Prompt:
Scan the records for the word "layout". Copy each line that includes it.

Stored items from a collection:
☆ ☆ ☆ ☆
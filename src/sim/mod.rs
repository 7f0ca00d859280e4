//! Deterministic puzzle engine
//!
//! All gameplay logic lives here. This module must be pure and deterministic:
//! - Seeded RNG only
//! - Stable iteration order (row-major by hex coordinate)
//! - No rendering or platform dependencies

pub mod board;
pub mod hex;
pub mod layout;
pub mod lines;
pub mod piece;
pub mod placement;
pub mod progression;
pub mod state;
pub mod tick;

pub use board::{Board, Cell};
pub use hex::{Axis, HexCoord, cube_round, hex_to_pixel, pixel_to_hex};
pub use layout::{Layout, Rect, tray_slot_anchors};
pub use lines::{AxisLine, LineClear, clear_lines, find_full_lines};
pub use piece::{PIECE_TEMPLATES, Piece, PieceColor, PieceGenerator, PieceTemplate, Tray};
pub use placement::{
    DragState, PlacementPreview, PlacementReport, PointerTracker, ReleaseOutcome, hit_test,
};
pub use progression::{LevelRules, LevelState};
pub use state::{GameEvent, GamePhase, GameState, HostCallbacks, ScoreSource, Snapshot};
pub use tick::tick;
☆ ☆ ☆ ☆
Result:
pub mod layout;
pub use layout::{Layout, Rect, tray_slot_anchors};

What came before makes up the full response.